→ **What you are asked to do**
Among the lines of data below, reproduce only those from the one with "use crate::domain::user::User;" through the one with "use parking_lot::Mutex;", exactly as they stand, both ends included.

→ **Exercise materials**
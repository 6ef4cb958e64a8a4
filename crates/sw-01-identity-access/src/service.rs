//! # Identity Service
//!
//! Application service implementing `IdentityApi`.
//!
//! ## Architecture
//!
//! - Implements the inbound port (`IdentityApi`)
//! - Loads the gatekeeper fresh from its repository on every call and
//!   persists it after every mutation
//! - Serializes every gatekeeper read-modify-write under one mutex, so two
//!   concurrent attempts can never race on the failure counter

use crate::domain::errors::{IdentityError, IdentityResult};
use crate::domain::gatekeeper::{Gatekeeper, GatekeeperState};
use crate::domain::password::validate_password;
use crate::domain::policy::AuthenticationPolicy;
use crate::domain::user::User;
use crate::ports::inbound::IdentityApi;
use crate::ports::outbound::{
    BiometricAuthenticationService, BiometryKind, EncryptionService, GatekeeperRepository,
    UserRepository,
};
use parking_lot::Mutex;
use shared_types::{Clock, Timestamp, UserId};
use std::sync::Arc;
use std::time::Duration;
use tracing::{debug, info, warn};

/// Identity and access orchestrator.
pub struct IdentityService<U, G, E, B, C>
where
    U: UserRepository,
    G: GatekeeperRepository,
    E: EncryptionService,
    B: BiometricAuthenticationService,
    C: Clock,
{
    users: Arc<U>,
    gatekeepers: Arc<G>,
    encryption: Arc<E>,
    biometrics: Arc<B>,
    clock: Arc<C>,
    /// Policy given to the gatekeeper created at registration.
    default_policy: AuthenticationPolicy,
    gatekeeper_lock: Mutex<()>,
}

impl<U, G, E, B, C> IdentityService<U, G, E, B, C>
where
    U: UserRepository,
    G: GatekeeperRepository,
    E: EncryptionService,
    B: BiometricAuthenticationService,
    C: Clock,
{
    pub fn new(
        users: Arc<U>,
        gatekeepers: Arc<G>,
        encryption: Arc<E>,
        biometrics: Arc<B>,
        clock: Arc<C>,
        default_policy: AuthenticationPolicy,
    ) -> Self {
        Self {
            users,
            gatekeepers,
            encryption,
            biometrics,
            clock,
            default_policy,
            gatekeeper_lock: Mutex::new(()),
        }
    }

    pub fn default_policy(&self) -> &AuthenticationPolicy {
        &self.default_policy
    }

    /// Build a policy, assign a new id and persist a fresh gatekeeper,
    /// replacing any existing one.
    pub fn create_gatekeeper(
        &self,
        session_duration: Duration,
        max_failed_attempts: u32,
        block_duration: Duration,
    ) -> IdentityResult<Gatekeeper> {
        let policy =
            AuthenticationPolicy::new(session_duration, max_failed_attempts, block_duration)?;
        let _guard = self.gatekeeper_lock.lock();
        self.replace_gatekeeper(policy)
    }

    /// Create a gatekeeper with the default policy unless one exists.
    pub fn ensure_gatekeeper(&self) -> IdentityResult<Gatekeeper> {
        let _guard = self.gatekeeper_lock.lock();
        match self.gatekeepers.gatekeeper()? {
            Some(gatekeeper) => Ok(gatekeeper),
            None => self.replace_gatekeeper(self.default_policy),
        }
    }

    // Caller holds `gatekeeper_lock`.
    fn replace_gatekeeper(&self, policy: AuthenticationPolicy) -> IdentityResult<Gatekeeper> {
        if let Some(existing) = self.gatekeepers.gatekeeper()? {
            self.gatekeepers.remove(&existing)?;
        }
        let gatekeeper = Gatekeeper::new(self.gatekeepers.next_id(), policy);
        self.gatekeepers.save(&gatekeeper)?;
        info!(
            gatekeeper_id = %gatekeeper.id(),
            session_secs = policy.session_duration().as_secs_f64(),
            max_failed_attempts = policy.max_failed_attempts(),
            block_secs = policy.block_duration().as_secs_f64(),
            "[sw-01] gatekeeper created"
        );
        Ok(gatekeeper)
    }

    // Caller holds `gatekeeper_lock`.
    fn load_gatekeeper(&self) -> IdentityResult<Gatekeeper> {
        self.gatekeepers
            .gatekeeper()?
            .ok_or(IdentityError::GatekeeperNotFound)
    }

    fn primary_user(&self) -> IdentityResult<User> {
        self.users
            .primary_user()?
            .ok_or(IdentityError::PrimaryUserNotFound)
    }

    /// Successful credential check: start a session and bind it to the user.
    // Caller holds `gatekeeper_lock`.
    fn grant_access(
        &self,
        gatekeeper: &mut Gatekeeper,
        mut user: User,
        now: Timestamp,
    ) -> IdentityResult<UserId> {
        let session_id = gatekeeper.record_successful_authentication(now)?;
        self.gatekeepers.save(gatekeeper)?;
        user.attach_session(session_id);
        self.users.save(&user)?;
        info!(user_id = %user.id(), session_id = %session_id, "[sw-01] access granted");
        Ok(user.id())
    }

    fn log_blocked(&self, gatekeeper: &Gatekeeper, now: Timestamp) {
        if let GatekeeperState::Blocked { until } = gatekeeper.state(now) {
            warn!(
                failed_attempts = gatekeeper.failed_attempt_count(),
                blocked_until = %until,
                "[sw-01] authentication blocked"
            );
        }
    }
}

impl<U, G, E, B, C> IdentityApi for IdentityService<U, G, E, B, C>
where
    U: UserRepository,
    G: GatekeeperRepository,
    E: EncryptionService,
    B: BiometricAuthenticationService,
    C: Clock,
{
    fn register_user(&self, password: &str) -> IdentityResult<UserId> {
        let _guard = self.gatekeeper_lock.lock();
        if self.users.primary_user()?.is_some() {
            return Err(IdentityError::UserAlreadyRegistered);
        }
        validate_password(password)?;

        let encrypted = self.encryption.encrypted(password)?;
        let user = User::new(self.users.next_id(), encrypted);
        self.users.save(&user)?;
        self.replace_gatekeeper(self.default_policy)?;
        self.biometrics.activate()?;

        info!(user_id = %user.id(), "[sw-01] primary user registered");
        Ok(user.id())
    }

    fn authenticate_user(&self, password: &str) -> IdentityResult<Option<UserId>> {
        let _guard = self.gatekeeper_lock.lock();
        let now = self.clock.now();
        let mut gatekeeper = self.load_gatekeeper()?;
        if !gatekeeper.is_access_possible(now) {
            self.log_blocked(&gatekeeper, now);
            return Ok(None);
        }

        let encrypted = self.encryption.encrypted(password)?;
        match self.users.find_by_encrypted_password(&encrypted)? {
            Some(user) => self.grant_access(&mut gatekeeper, user, now).map(Some),
            None => {
                gatekeeper.record_failed_authentication(now);
                self.gatekeepers.save(&gatekeeper)?;
                debug!(
                    failed_attempts = gatekeeper.failed_attempt_count(),
                    "[sw-01] password rejected"
                );
                self.log_blocked(&gatekeeper, now);
                Ok(None)
            }
        }
    }

    fn authenticate_user_biometrically(&self) -> IdentityResult<Option<UserId>> {
        let _guard = self.gatekeeper_lock.lock();
        let now = self.clock.now();
        let mut gatekeeper = self.load_gatekeeper()?;
        if !gatekeeper.is_access_possible(now) {
            self.log_blocked(&gatekeeper, now);
            return Ok(None);
        }
        let user = self.primary_user()?;
        if !self.biometrics.is_available() {
            debug!("[sw-01] biometry unavailable");
            return Ok(None);
        }

        if self.biometrics.authenticate()? {
            self.grant_access(&mut gatekeeper, user, now).map(Some)
        } else {
            debug!("[sw-01] biometric match rejected");
            Ok(None)
        }
    }

    fn is_user_authenticated(&self) -> IdentityResult<bool> {
        let _guard = self.gatekeeper_lock.lock();
        let now = self.clock.now();
        let Some(user) = self.users.primary_user()? else {
            return Ok(false);
        };
        let Some(gatekeeper) = self.gatekeepers.gatekeeper()? else {
            return Ok(false);
        };
        Ok(user
            .session_id()
            .is_some_and(|session_id| gatekeeper.has_access(session_id, now)))
    }

    fn update_primary_user_password(&self, new_password: &str) -> IdentityResult<()> {
        let _guard = self.gatekeeper_lock.lock();
        let mut user = self.primary_user()?;
        validate_password(new_password)?;

        user.update_password(self.encryption.encrypted(new_password)?);
        self.users.save(&user)?;
        info!(user_id = %user.id(), "[sw-01] password updated");
        Ok(())
    }

    fn renew_session(&self) -> IdentityResult<()> {
        let _guard = self.gatekeeper_lock.lock();
        let now = self.clock.now();
        let mut gatekeeper = self.load_gatekeeper()?;
        gatekeeper.use_access(now)?;
        self.gatekeepers.save(&gatekeeper)?;
        Ok(())
    }

    fn sign_out(&self) -> IdentityResult<()> {
        let _guard = self.gatekeeper_lock.lock();
        let now = self.clock.now();
        let mut gatekeeper = self.load_gatekeeper()?;
        gatekeeper.finish_session(now);
        self.gatekeepers.save(&gatekeeper)?;
        info!("[sw-01] signed out");
        Ok(())
    }

    fn access_state(&self) -> IdentityResult<GatekeeperState> {
        let _guard = self.gatekeeper_lock.lock();
        Ok(self.load_gatekeeper()?.state(self.clock.now()))
    }

    fn update_authentication_policy(&self, policy: AuthenticationPolicy) -> IdentityResult<()> {
        let _guard = self.gatekeeper_lock.lock();
        let mut gatekeeper = self.load_gatekeeper()?;
        gatekeeper.update_policy(policy);
        self.gatekeepers.save(&gatekeeper)?;
        info!(
            session_secs = policy.session_duration().as_secs_f64(),
            max_failed_attempts = policy.max_failed_attempts(),
            block_secs = policy.block_duration().as_secs_f64(),
            "[sw-01] authentication policy updated"
        );
        Ok(())
    }

    fn reset_all(&self) -> IdentityResult<()> {
        let _guard = self.gatekeeper_lock.lock();
        if let Some(user) = self.users.primary_user()? {
            self.users.remove(&user)?;
        }
        if let Some(mut gatekeeper) = self.gatekeepers.gatekeeper()? {
            gatekeeper.reset();
            self.gatekeepers.save(&gatekeeper)?;
        }
        warn!("[sw-01] identity data wiped");
        Ok(())
    }

    fn is_biometry_available(&self) -> bool {
        self.biometrics.is_available()
    }

    fn biometry_kind(&self) -> BiometryKind {
        self.biometrics.biometry_kind()
    }
}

→ **Answer space**
use crate::domain::user::User;
use crate::ports::inbound::IdentityApi;
use crate::ports::outbound::{
    BiometricAuthenticationService, BiometryKind, EncryptionService, GatekeeperRepository,
    UserRepository,
};
use parking_lot::Mutex;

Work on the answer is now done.